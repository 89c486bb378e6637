//! Shared foundational types for the structured-ASIC placement engine.
//!
//! This crate provides the opaque ID newtypes shared across the fabric,
//! netlist, and placement data structures, plus the closed set of fatal
//! error kinds and the `Result` alias built on top of them.

#![warn(missing_docs)]

pub mod error;
pub mod ids;

pub use error::{FabResult, FatalError};
pub use ids::{InstanceId, NetId, PinId, SlotId};
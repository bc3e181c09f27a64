//! Builder for constructing state machines.

use crate::core::{Command, MachineError, State, StateMachine, DEFAULT_HISTORY_CAPACITY};

/// Builder for constructing state machines with a fluent API.
///
/// States and transitions are collected first and applied in order by
/// [`build`](Self::build), which stops at the first configuration error.
pub struct StateMachineBuilder<C: Command, P, Ctx> {
    initial: Option<String>,
    states: Vec<State<C, P, Ctx>>,
    transitions: Vec<(String, String, C)>,
    history_capacity: usize,
}

impl<C: Command, P, Ctx> StateMachineBuilder<C, P, Ctx> {
    /// Create a new builder.
    pub fn new() -> Self {
        Self {
            initial: None,
            states: Vec::new(),
            transitions: Vec::new(),
            history_capacity: DEFAULT_HISTORY_CAPACITY,
        }
    }

    /// Set the initial state (required).
    pub fn initial(mut self, name: impl Into<String>) -> Self {
        self.initial = Some(name.into());
        self
    }

    /// Add a state.
    pub fn state(mut self, state: State<C, P, Ctx>) -> Self {
        self.states.push(state);
        self
    }

    /// Add multiple states at once.
    pub fn states(mut self, states: impl IntoIterator<Item = State<C, P, Ctx>>) -> Self {
        self.states.extend(states);
        self
    }

    /// Add the edge `from --command--> to`.
    pub fn transition(mut self, from: impl Into<String>, to: impl Into<String>, command: C) -> Self {
        self.transitions.push((from.into(), to.into(), command));
        self
    }

    /// Limit the number of history records the machine keeps.
    pub fn history_capacity(mut self, capacity: usize) -> Self {
        self.history_capacity = capacity;
        self
    }

    /// Build the state machine.
    /// Returns an error if a state is duplicated, a transition is duplicated or
    /// refers to an unknown state, or the initial state is missing.
    pub fn build(self) -> Result<StateMachine<C, P, Ctx>, MachineError> {
        let initial = self.initial.ok_or(MachineError::NotInitialized)?;

        let mut machine = StateMachine::with_history_capacity(self.history_capacity);
        for state in self.states {
            machine.add_state(state)?;
        }
        for (from, to, command) in &self.transitions {
            machine.add_transition(from, to, *command)?;
        }
        machine.set_initial_state(&initial)?;

        Ok(machine)
    }
}

impl<C: Command, P, Ctx> Default for StateMachineBuilder<C, P, Ctx> {
    fn default() -> Self {
        Self::new()
    }
}
//! State transition history tracking.
//!
//! Every transition the machine takes is recorded with the command that
//! triggered it and a timestamp. The history is a bounded ring: once the
//! capacity is reached the oldest record is dropped, so a machine that
//! cycles forever keeps a constant footprint.

use super::state::{humanize, Command};
use chrono::{DateTime, Utc};
use serde::{Deserialize, Serialize};
use std::collections::VecDeque;
use std::time::Duration;

/// Default number of transitions kept by a machine.
pub const DEFAULT_HISTORY_CAPACITY: usize = 64;

/// Record of a single state transition.
///
/// # Example
///
/// ```rust
/// use cellsort::core::TransitionRecord;
/// use chrono::Utc;
///
/// let record = TransitionRecord {
///     from: "Idle".to_string(),
///     to: "Running".to_string(),
///     command: 1u8,
///     timestamp: Utc::now(),
/// };
/// assert_eq!(record.to, "Running");
/// ```
#[derive(Clone, Debug, PartialEq, Serialize, Deserialize)]
pub struct TransitionRecord<C> {
    /// The state being transitioned from
    pub from: String,
    /// The state being transitioned to
    pub to: String,
    /// The command that selected the transition
    pub command: C,
    /// When the transition occurred
    pub timestamp: DateTime<Utc>,
}

/// Ordered, bounded history of state transitions.
#[derive(Clone, Debug, Serialize, Deserialize)]
pub struct StateHistory<C> {
    records: VecDeque<TransitionRecord<C>>,
    capacity: usize,
}

impl<C: Command> Default for StateHistory<C> {
    fn default() -> Self {
        Self::new()
    }
}

impl<C: Command> StateHistory<C> {
    /// Create an empty history with [`DEFAULT_HISTORY_CAPACITY`].
    pub fn new() -> Self {
        Self::with_capacity(DEFAULT_HISTORY_CAPACITY)
    }

    /// Create an empty history keeping at most `capacity` records.
    ///
    /// A capacity of zero disables recording.
    pub fn with_capacity(capacity: usize) -> Self {
        Self {
            records: VecDeque::with_capacity(capacity.min(DEFAULT_HISTORY_CAPACITY)),
            capacity,
        }
    }

    /// Append a record, evicting the oldest one when full.
    pub fn record(&mut self, record: TransitionRecord<C>) {
        if self.capacity == 0 {
            return;
        }
        if self.records.len() == self.capacity {
            self.records.pop_front();
        }
        self.records.push_back(record);
    }

    pub fn capacity(&self) -> usize {
        self.capacity
    }

    pub fn len(&self) -> usize {
        self.records.len()
    }

    pub fn is_empty(&self) -> bool {
        self.records.is_empty()
    }

    /// Records in the order they happened, oldest first.
    pub fn transitions(&self) -> impl DoubleEndedIterator<Item = &TransitionRecord<C>> {
        self.records.iter()
    }

    /// The most recent record.
    pub fn latest(&self) -> Option<&TransitionRecord<C>> {
        self.records.back()
    }

    /// Get the path of state names traversed.
    ///
    /// The first retained record contributes its `from` state, every record
    /// contributes its `to` state.
    pub fn get_path(&self) -> Vec<&str> {
        let mut path = Vec::with_capacity(self.records.len() + 1);
        if let Some(first) = self.records.front() {
            path.push(first.from.as_str());
        }
        path.extend(self.records.iter().map(|r| r.to.as_str()));
        path
    }

    /// Time between the first and the last retained transition.
    pub fn duration(&self) -> Option<Duration> {
        let (first, last) = (self.records.front()?, self.records.back()?);
        last.timestamp
            .signed_duration_since(first.timestamp)
            .to_std()
            .ok()
    }

    /// Display labels of the last `limit` entered states, newest first.
    pub fn labels(&self, limit: usize) -> Vec<String> {
        self.records
            .iter()
            .rev()
            .take(limit)
            .map(|r| humanize(&r.to))
            .collect()
    }
}

#[cfg(test)]
mod tests {
    use super::*;

    #[derive(Clone, Copy, PartialEq, Eq, Hash, Debug, Serialize, Deserialize)]
    enum TestCommand {
        Next,
    }

    impl Command for TestCommand {
        fn name(&self) -> &'static str {
            "Next"
        }
    }

    fn record(from: &str, to: &str, timestamp: DateTime<Utc>) -> TransitionRecord<TestCommand> {
        TransitionRecord {
            from: from.to_string(),
            to: to.to_string(),
            command: TestCommand::Next,
            timestamp,
        }
    }

    #[test]
    fn new_history_is_empty() {
        let history: StateHistory<TestCommand> = StateHistory::new();
        assert!(history.is_empty());
        assert!(history.get_path().is_empty());
        assert!(history.duration().is_none());
        assert!(history.latest().is_none());
        assert_eq!(history.capacity(), DEFAULT_HISTORY_CAPACITY);
    }

    #[test]
    fn get_path_returns_state_sequence() {
        let mut history = StateHistory::new();
        let now = Utc::now();
        history.record(record("Initial", "Processing", now));
        history.record(record("Processing", "Complete", now));

        assert_eq!(history.get_path(), vec!["Initial", "Processing", "Complete"]);
        assert_eq!(history.latest().map(|r| r.to.as_str()), Some("Complete"));
    }

    #[test]
    fn capacity_evicts_oldest_record() {
        let mut history = StateHistory::with_capacity(2);
        let now = Utc::now();
        history.record(record("A", "B", now));
        history.record(record("B", "C", now));
        history.record(record("C", "D", now));

        assert_eq!(history.len(), 2);
        assert_eq!(history.get_path(), vec!["B", "C", "D"]);
    }

    #[test]
    fn zero_capacity_disables_recording() {
        let mut history = StateHistory::with_capacity(0);
        history.record(record("A", "B", Utc::now()));
        assert!(history.is_empty());
    }

    #[test]
    fn duration_calculates_elapsed_time() {
        let mut history = StateHistory::new();
        let start = Utc::now();
        history.record(record("A", "B", start));
        history.record(record("B", "C", start + chrono::Duration::milliseconds(250)));

        assert_eq!(history.duration(), Some(Duration::from_millis(250)));
    }

    #[test]
    fn single_transition_has_duration_zero() {
        let mut history = StateHistory::new();
        history.record(record("A", "B", Utc::now()));
        assert_eq!(history.duration(), Some(Duration::from_secs(0)));
    }

    #[test]
    fn labels_are_newest_first_and_humanized() {
        let mut history = StateHistory::new();
        let now = Utc::now();
        history.record(record("Idle", "MoveToStandby", now));
        history.record(record("MoveToStandby", "Standby", now));

        assert_eq!(history.labels(10), vec!["Standby", "Move To Standby"]);
        assert_eq!(history.labels(1), vec!["Standby"]);
    }

    #[test]
    fn history_serializes_correctly() {
        let mut history = StateHistory::new();
        history.record(record("Initial", "Processing", Utc::now()));

        let json = serde_json::to_string(&history).unwrap();
        let deserialized: StateHistory<TestCommand> = serde_json::from_str(&json).unwrap();

        assert_eq!(deserialized.len(), 1);
        assert_eq!(deserialized.latest(), history.latest());
    }
}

• [Activity] Return a copy of each line of the material that holds the word "MoveToStandby".

• [Answer section]
        history.record(record("Idle", "MoveToStandby", now));
        history.record(record("MoveToStandby", "Standby", now));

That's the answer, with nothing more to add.